Bar.bá.rie
Por Erica Teixeira, de Salvador
Barbárie significa "agressividade primitiva humana, ato considerado desumano porque não respeita os fundamentais valores conquistados no campo da ética e do direito, da ciência, da democracia pluralista e da própria organização social".
Barbárie é retrocesso. É dar marcha ré na evolução da sociedade. É levantar a bandeira, vez em quando, da nossa condição inerente de animais que, muitas vezes, podem não refletir sobre o que fazem. Ou refletir e se portar de modo grotesco, não sentindo qualquer arrependimento pelas condutas animalescas que praticam.

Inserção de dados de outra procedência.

#[cfg(test)]
mod tests {
    use super::*;
    use crate::syntax::SyntaxTree;
    use crate::test_utils::fixture::*;

    fn names_at(query: Node<'_>) -> Vec<String> {
        in_scope_variables(query)
            .into_iter()
            .map(|b| b.name.to_string())
            .collect()
    }

    fn names_at_test_call(tree: &SyntaxTree) -> Vec<String> {
        names_at(find_token(tree, SyntaxKind::EQName, "test"))
    }

    #[test]
    fn test_for_return_sees_bindings_in_declaration_order() {
        // for $x in 1, $y in 2 return test()
        let tree = query(flwor(
            vec![for_clause(vec![for_binding("x", None, num("1")), for_binding("y", None, num("2"))])],
            call("test", vec![]),
        ));
        assert_eq!(names_at_test_call(&tree), vec!["x", "y"]);
    }

    #[test]
    fn test_for_value_sees_only_earlier_bindings() {
        // for $x in 1, $y in test() return 1
        let tree = query(flwor(
            vec![for_clause(vec![
                for_binding("x", None, num("1")),
                for_binding("y", None, call("test", vec![])),
            ])],
            num("1"),
        ));
        assert_eq!(names_at_test_call(&tree), vec!["x"]);
    }

    #[test]
    fn test_nested_clauses_nearest_first() {
        // for $x in 1 for $y in 2, $z in 3 return test()
        let tree = query(flwor(
            vec![
                for_clause(vec![for_binding("x", None, num("1"))]),
                for_clause(vec![for_binding("y", None, num("2")), for_binding("z", None, num("3"))]),
            ],
            call("test", vec![]),
        ));
        assert_eq!(names_at_test_call(&tree), vec!["y", "z", "x"]);

        // for $x in 2 for $y in 3, $z in test() return 1
        let tree = query(flwor(
            vec![
                for_clause(vec![for_binding("x", None, num("2"))]),
                for_clause(vec![
                    for_binding("y", None, num("3")),
                    for_binding("z", None, call("test", vec![])),
                ]),
            ],
            num("1"),
        ));
        assert_eq!(names_at_test_call(&tree), vec!["y", "x"]);
    }

    #[test]
    fn test_positional_variable_follows_its_binding() {
        // for $x at $i in 1, $y in 2 return test()
        let tree = query(flwor(
            vec![for_clause(vec![for_binding("x", Some("i"), num("1")), for_binding("y", None, num("2"))])],
            call("test", vec![]),
        ));
        assert_eq!(names_at_test_call(&tree), vec!["x", "i", "y"]);

        // for $x at $i in test() return 1
        let tree = query(flwor(
            vec![for_clause(vec![for_binding("x", Some("i"), call("test", vec![]))])],
            num("1"),
        ));
        assert!(names_at_test_call(&tree).is_empty());
    }

    #[test]
    fn test_let_value_isolation() {
        // let $x := 1, $y := test() return 1
        let tree = query(flwor(
            vec![let_clause(vec![let_binding("x", num("1")), let_binding("y", call("test", vec![]))])],
            num("1"),
        ));
        assert_eq!(names_at_test_call(&tree), vec!["x"]);
    }

    #[test]
    fn test_sliding_window_return() {
        // for $x in 1 for sliding window $y in 1 start $z at $w when 2 return test()
        let tree = query(flwor(
            vec![
                for_clause(vec![for_binding("x", None, num("1"))]),
                window_clause(
                    SyntaxKind::SlidingWindowClause,
                    "y",
                    num("1"),
                    window_condition(SyntaxKind::WindowStartCondition, Some("z"), Some("w"), None, None, num("2")),
                    None,
                ),
            ],
            call("test", vec![]),
        ));
        assert_eq!(names_at_test_call(&tree), vec!["y", "z", "w", "x"]);
    }

    #[test]
    fn test_window_conditions() {
        // for tumbling window $w in test-in()
        //   start $s at $p previous $prev next $next when test()
        //   end $e when test-end()
        // return 1
        let tree = query(flwor(
            vec![window_clause(
                SyntaxKind::TumblingWindowClause,
                "w",
                call("test-in", vec![]),
                window_condition(
                    SyntaxKind::WindowStartCondition,
                    Some("s"),
                    Some("p"),
                    Some("prev"),
                    Some("next"),
                    call("test", vec![]),
                ),
                Some(window_condition(SyntaxKind::WindowEndCondition, Some("e"), None, None, None, call("test-end", vec![]))),
            )],
            call("test-return", vec![]),
        ));
        assert!(names_at(find_token(&tree, SyntaxKind::EQName, "test-in")).is_empty());
        assert_eq!(names_at_test_call(&tree), vec!["s", "p", "prev", "next"]);
        assert_eq!(
            names_at(find_token(&tree, SyntaxKind::EQName, "test-end")),
            vec!["e", "s", "p", "prev", "next"]
        );
        assert_eq!(
            names_at(find_token(&tree, SyntaxKind::EQName, "test-return")),
            vec!["w", "s", "p", "prev", "next", "e"]
        );
    }

    #[test]
    fn test_count_clause() {
        // for $x in 1 count $y return test()
        let tree = query(flwor(
            vec![for_clause(vec![for_binding("x", None, num("1"))]), count_clause("y")],
            call("test", vec![]),
        ));
        assert_eq!(names_at_test_call(&tree), vec!["y", "x"]);
    }

    #[test]
    fn test_group_by() {
        // for $x in 1 group by $y, $z return test()
        let tree = query(flwor(
            vec![
                for_clause(vec![for_binding("x", None, num("1"))]),
                group_by(vec![grouping_spec("y", None), grouping_spec("z", None)]),
            ],
            call("test", vec![]),
        ));
        assert_eq!(names_at_test_call(&tree), vec!["y", "z", "x"]);

        // for $x in 1 group by $y := 2, $z := test() return 1
        let tree = query(flwor(
            vec![
                for_clause(vec![for_binding("x", None, num("1"))]),
                group_by(vec![grouping_spec("y", Some(num("2"))), grouping_spec("z", Some(call("test", vec![])))]),
            ],
            num("1"),
        ));
        assert_eq!(names_at_test_call(&tree), vec!["y", "x"]);
    }

    #[test]
    fn test_where_and_order_by_see_preceding_clauses() {
        // for $x in 1 let $y := 2 where test() order by test-order() return 1
        let tree = query(flwor(
            vec![
                for_clause(vec![for_binding("x", None, num("1"))]),
                let_clause(vec![let_binding("y", num("2"))]),
                where_clause(call("test", vec![])),
                order_by(call("test-order", vec![])),
            ],
            num("1"),
        ));
        assert_eq!(names_at_test_call(&tree), vec!["y", "x"]);
        assert_eq!(names_at(find_token(&tree, SyntaxKind::EQName, "test-order")), vec!["y", "x"]);
    }

    #[test]
    fn test_quantified_expressions() {
        // some $x in 1, $y in 2 satisfies test()
        let tree = query(quantified(
            vec![quantified_binding("x", num("1")), quantified_binding("y", num("2"))],
            call("test", vec![]),
        ));
        assert_eq!(names_at_test_call(&tree), vec!["y", "x"]);

        // some $x in 1, $y in test() satisfies 1
        let tree = query(quantified(
            vec![quantified_binding("x", num("1")), quantified_binding("y", call("test", vec![]))],
            num("1"),
        ));
        assert_eq!(names_at_test_call(&tree), vec!["x"]);
    }

    #[test]
    fn test_typeswitch_variables_are_branch_local() {
        // typeswitch (test-operand()) case $a as xs:string return test()
        //   case $b as xs:int return test-b() default $c return test-c()
        let tree = query(typeswitch(
            call("test-operand", vec![]),
            vec![
                typeswitch_case(Some("a"), "xs:string", call("test", vec![])),
                typeswitch_case(Some("b"), "xs:int", call("test-b", vec![])),
            ],
            typeswitch_default(Some("c"), call("test-c", vec![])),
        ));
        assert!(names_at(find_token(&tree, SyntaxKind::EQName, "test-operand")).is_empty());
        assert_eq!(names_at_test_call(&tree), vec!["a"]);
        assert_eq!(names_at(find_token(&tree, SyntaxKind::EQName, "test-b")), vec!["b"]);
        assert_eq!(names_at(find_token(&tree, SyntaxKind::EQName, "test-c")), vec!["c"]);
    }

    #[test]
    fn test_function_parameters_and_prolog_variables() {
        // declare function f($x, $y) { test() }; declare variable $v := 1; declare variable $w := 2; test-body()
        let tree = main_module(
            vec![
                function_decl("f", vec![param("x"), param("y")], Some(call("test", vec![]))),
                var_decl("v", Some(num("1"))),
                var_decl("w", Some(num("2"))),
            ],
            call("test-body", vec![]),
        );
        assert_eq!(names_at_test_call(&tree), vec!["x", "y", "w", "v"]);
        assert_eq!(names_at(find_token(&tree, SyntaxKind::EQName, "test-body")), vec!["w", "v"]);
    }

    #[test]
    fn test_var_decl_initializer_sees_earlier_declarations() {
        // declare variable $x := 1; declare variable $y := test(); declare variable $z := 3; 1
        let tree = main_module(
            vec![
                var_decl("x", Some(num("1"))),
                var_decl("y", Some(call("test", vec![]))),
                var_decl("z", Some(num("3"))),
            ],
            num("1"),
        );
        assert_eq!(names_at_test_call(&tree), vec!["x"]);
    }

    #[test]
    fn test_inline_function_parameters_stay_inside_body() {
        // function ($x) { test() }
        let tree = query(inline_function(vec![param("x")], call("test", vec![])));
        assert_eq!(names_at_test_call(&tree), vec!["x"]);

        // function ($x) {}(test())
        let tree = query(dynamic_call(inline_function(vec![param("x")], empty_expr()), vec![call("test", vec![])]));
        assert!(names_at_test_call(&tree).is_empty());
    }

    #[test]
    fn test_block_declarations() {
        // block { declare $x := 1; declare $y := 2; test() }
        let tree = query(block(
            vec![block_var_decl(vec![("x", Some(num("1")))]), block_var_decl(vec![("y", Some(num("2")))])],
            call("test", vec![]),
        ));
        assert_eq!(names_at_test_call(&tree), vec!["x", "y"]);

        // block { declare $x := 1, $y := test(); 2 }
        let tree = query(block(
            vec![block_var_decl(vec![("x", Some(num("1"))), ("y", Some(call("test", vec![])))])],
            num("2"),
        ));
        assert_eq!(names_at_test_call(&tree), vec!["x"]);
    }

    #[test]
    fn test_shadowing_keeps_both_bindings() {
        // let $x := 1 return let $x := 2 return test()
        let tree = query(flwor(
            vec![let_clause(vec![let_binding("x", num("1"))])],
            flwor(vec![let_clause(vec![let_binding("x", num("2"))])], call("test", vec![])),
        ));
        let bindings = in_scope_variables(find_token(&tree, SyntaxKind::EQName, "test"));
        assert_eq!(bindings.len(), 2);
        assert_ne!(bindings[0].declaring_node, bindings[1].declaring_node);
        assert!(bindings[0].declaring_node > bindings[1].declaring_node);
    }

    #[test]
    fn test_unnamed_bindings_contribute_nothing() {
        // for $ in 1, $y in 2 return test()
        let tree = query(flwor(
            vec![for_clause(vec![for_binding("", None, num("1")), for_binding("y", None, num("2"))])],
            call("test", vec![]),
        ));
        assert_eq!(names_at_test_call(&tree), vec!["y"]);
    }

    #[test]
    fn test_names_are_unexpanded() {
        let tree = query(flwor(
            vec![let_clause(vec![let_binding("a:x", num("1"))])],
            call("test", vec![]),
        ));
        let bindings = in_scope_variables(find_token(&tree, SyntaxKind::EQName, "test"));
        assert_eq!(bindings[0].name, QualifiedName::prefixed("a", "x"));
    }
}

Barbárie também é o que vimos agora a pouco. Barbárie porque foi um jogo desleal. Não houve W.O. Não houve aperto de mão. Não foi 1x0, 3x0 ... Foi 30x1. Inclusive, achei fantástico ver diversas pessoas que se manifestaram contar, número a número, a quantidade de garotos que abusaram da menina. Foi barbárie porque não se satisfizeram com a consumação do ato. Houve gravação, risada, entusiasmo ... E todas as condutas se deram aos olhos de quem foi agente passivo e não teve qualquer direito à defesa. Foi barbárie porque poderia ser sua filha, sua amiga, sua irmã, sua namorada ou até mesmo sua semelhante. Foi barbárie porque quem perdeu, não perdeu apenas um jogo. Quem perdeu, perdeu humanidade. Perdeu dignidade. Perdeu respeito. Perdeu consciência. Perdeu integridade física. Perdeu tantas coisas que eu paro para me questionar infinitas vezes com que olhos essa menina vai enxergar os seres humanos. Me pergunto como indivíduos conseguem obter uma ereção com a desumanização alheia. Como alguém consegue ter prazer sem suscitar se o outro também está sentindo prazer ?
Estupro é uma violência que transcende qualquer razão de ser, porque o que está em jogo são duas coisas fundamentais na construção de um ser: sua sexualidade e seu direito de consentir, de escolha. Essa prática agride fisicamente, psicologicamente e moralmente nosso gênero pela simples condição de sermos mulheres. Ousaria dizer que nenhuma outra agressão poderia ser tão gravosa quanto negar o direito de consentir. E os números não mentem. Os números gritam, a cada 11 minutos, que enquanto eu escrevo isso, alguém está vendo negado o seu direito de consentir também.
Como de costume, em proteção à família quadrangular, aos bons costumes, à religião, à moralidade, às mulheres belas, recatadas e do lar, muitos (podem, sim, se banhar na piscina de carapuças) levantaram argumentos questionáveis. As circunstâncias envolvendo a vítima, seus atributos, suas vestimentas, sua maternidade, no meu ver, deveriam apenas lhe dizer respeito. Buscar nexo causal entre o tamanho de sua saia e 30 penetrações quase que simultâneas remonta ao pequeno substantivo aqui trazido: legitima-se a barbárie.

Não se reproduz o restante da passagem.